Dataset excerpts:

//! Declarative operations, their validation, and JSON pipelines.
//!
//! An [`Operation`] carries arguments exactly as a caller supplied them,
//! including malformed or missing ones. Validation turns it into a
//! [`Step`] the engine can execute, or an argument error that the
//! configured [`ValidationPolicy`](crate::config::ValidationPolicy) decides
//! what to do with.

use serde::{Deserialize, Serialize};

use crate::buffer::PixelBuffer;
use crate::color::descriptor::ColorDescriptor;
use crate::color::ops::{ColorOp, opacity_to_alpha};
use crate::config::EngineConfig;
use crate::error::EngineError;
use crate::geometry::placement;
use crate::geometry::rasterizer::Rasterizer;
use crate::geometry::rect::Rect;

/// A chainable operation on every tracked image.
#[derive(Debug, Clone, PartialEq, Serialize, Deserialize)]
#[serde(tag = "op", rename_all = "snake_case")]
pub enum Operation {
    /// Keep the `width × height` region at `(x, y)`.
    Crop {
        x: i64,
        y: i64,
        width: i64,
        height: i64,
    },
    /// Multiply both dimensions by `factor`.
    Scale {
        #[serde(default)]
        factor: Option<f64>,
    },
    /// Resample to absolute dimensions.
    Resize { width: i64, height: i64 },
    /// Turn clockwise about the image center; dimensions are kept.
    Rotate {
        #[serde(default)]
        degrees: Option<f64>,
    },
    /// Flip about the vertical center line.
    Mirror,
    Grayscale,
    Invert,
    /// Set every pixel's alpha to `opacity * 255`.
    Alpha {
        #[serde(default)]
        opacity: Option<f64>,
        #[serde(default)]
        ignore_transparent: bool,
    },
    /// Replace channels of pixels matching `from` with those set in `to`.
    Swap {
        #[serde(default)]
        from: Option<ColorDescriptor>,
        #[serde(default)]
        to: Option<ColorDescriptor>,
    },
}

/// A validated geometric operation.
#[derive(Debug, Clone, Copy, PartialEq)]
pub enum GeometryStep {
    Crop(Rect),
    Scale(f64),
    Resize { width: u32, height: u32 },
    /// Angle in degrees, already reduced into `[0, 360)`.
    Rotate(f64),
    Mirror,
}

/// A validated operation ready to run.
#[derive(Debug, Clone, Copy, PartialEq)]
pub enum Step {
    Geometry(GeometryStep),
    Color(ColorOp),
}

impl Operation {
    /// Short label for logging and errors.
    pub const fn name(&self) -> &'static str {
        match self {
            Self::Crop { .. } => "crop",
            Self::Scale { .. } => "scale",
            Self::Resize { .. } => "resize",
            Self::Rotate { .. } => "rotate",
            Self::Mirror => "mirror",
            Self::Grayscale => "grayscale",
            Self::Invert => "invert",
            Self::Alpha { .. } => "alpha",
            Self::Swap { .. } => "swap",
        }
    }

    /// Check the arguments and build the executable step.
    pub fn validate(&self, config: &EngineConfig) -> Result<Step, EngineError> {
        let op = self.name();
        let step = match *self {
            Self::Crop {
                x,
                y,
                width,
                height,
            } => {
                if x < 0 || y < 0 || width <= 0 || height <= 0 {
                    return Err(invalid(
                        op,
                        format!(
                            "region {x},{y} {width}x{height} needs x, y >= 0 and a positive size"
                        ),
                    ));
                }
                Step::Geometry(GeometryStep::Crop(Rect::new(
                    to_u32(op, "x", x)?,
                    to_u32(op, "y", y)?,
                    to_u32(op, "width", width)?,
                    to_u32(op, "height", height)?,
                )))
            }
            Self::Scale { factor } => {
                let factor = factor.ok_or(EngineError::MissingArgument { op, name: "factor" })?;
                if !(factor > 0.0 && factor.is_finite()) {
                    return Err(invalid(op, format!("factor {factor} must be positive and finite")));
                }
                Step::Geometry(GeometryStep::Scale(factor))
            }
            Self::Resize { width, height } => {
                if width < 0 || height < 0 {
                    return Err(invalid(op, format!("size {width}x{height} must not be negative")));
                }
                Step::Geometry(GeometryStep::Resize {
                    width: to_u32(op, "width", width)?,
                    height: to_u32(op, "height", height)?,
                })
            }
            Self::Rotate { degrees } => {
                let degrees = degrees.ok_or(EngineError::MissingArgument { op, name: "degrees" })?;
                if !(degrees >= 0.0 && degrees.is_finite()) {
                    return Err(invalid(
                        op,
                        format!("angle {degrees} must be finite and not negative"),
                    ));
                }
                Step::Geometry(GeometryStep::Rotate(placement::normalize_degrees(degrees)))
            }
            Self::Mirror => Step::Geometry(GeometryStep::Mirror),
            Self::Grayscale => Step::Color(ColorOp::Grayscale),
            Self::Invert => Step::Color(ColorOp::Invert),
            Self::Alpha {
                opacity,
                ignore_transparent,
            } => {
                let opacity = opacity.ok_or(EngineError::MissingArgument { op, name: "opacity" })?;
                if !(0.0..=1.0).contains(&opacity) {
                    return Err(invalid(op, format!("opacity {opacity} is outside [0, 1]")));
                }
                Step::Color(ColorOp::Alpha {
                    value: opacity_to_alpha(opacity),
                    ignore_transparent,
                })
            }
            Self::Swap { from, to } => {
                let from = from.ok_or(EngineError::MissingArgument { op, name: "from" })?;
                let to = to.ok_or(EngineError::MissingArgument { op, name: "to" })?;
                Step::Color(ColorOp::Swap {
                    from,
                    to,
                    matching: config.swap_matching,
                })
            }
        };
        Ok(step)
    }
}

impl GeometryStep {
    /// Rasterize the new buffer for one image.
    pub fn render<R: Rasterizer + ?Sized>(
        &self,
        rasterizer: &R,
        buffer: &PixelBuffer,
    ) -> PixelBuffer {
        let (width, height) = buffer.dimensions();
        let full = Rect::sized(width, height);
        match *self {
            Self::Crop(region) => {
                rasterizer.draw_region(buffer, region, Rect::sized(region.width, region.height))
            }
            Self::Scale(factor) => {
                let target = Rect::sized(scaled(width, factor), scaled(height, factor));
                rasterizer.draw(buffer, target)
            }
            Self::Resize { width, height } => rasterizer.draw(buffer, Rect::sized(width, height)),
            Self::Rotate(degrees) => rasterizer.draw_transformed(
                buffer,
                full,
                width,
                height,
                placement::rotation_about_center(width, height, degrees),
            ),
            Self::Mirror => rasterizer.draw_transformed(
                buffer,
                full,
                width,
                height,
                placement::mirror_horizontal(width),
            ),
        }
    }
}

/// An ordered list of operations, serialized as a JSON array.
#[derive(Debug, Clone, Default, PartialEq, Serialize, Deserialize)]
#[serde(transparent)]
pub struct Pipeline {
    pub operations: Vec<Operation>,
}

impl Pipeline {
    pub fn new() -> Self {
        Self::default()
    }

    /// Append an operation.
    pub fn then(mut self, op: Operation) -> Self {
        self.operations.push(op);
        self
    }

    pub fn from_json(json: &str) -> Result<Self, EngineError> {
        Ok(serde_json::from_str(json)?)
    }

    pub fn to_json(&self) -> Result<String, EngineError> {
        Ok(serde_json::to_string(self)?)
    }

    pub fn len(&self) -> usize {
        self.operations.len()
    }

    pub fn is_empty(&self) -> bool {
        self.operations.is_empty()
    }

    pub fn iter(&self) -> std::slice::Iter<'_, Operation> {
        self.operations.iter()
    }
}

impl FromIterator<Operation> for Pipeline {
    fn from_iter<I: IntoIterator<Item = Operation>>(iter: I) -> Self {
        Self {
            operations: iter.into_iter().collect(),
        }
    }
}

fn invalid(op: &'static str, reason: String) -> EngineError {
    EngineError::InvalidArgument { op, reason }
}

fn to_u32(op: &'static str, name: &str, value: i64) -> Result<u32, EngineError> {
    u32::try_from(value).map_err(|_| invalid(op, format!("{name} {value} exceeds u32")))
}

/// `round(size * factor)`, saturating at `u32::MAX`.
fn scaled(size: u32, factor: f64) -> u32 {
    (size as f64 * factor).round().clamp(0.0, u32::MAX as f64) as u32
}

Exercise aim:
Nothing but a number should be given: the count of lines above that include the string "image".

Result for this task:
3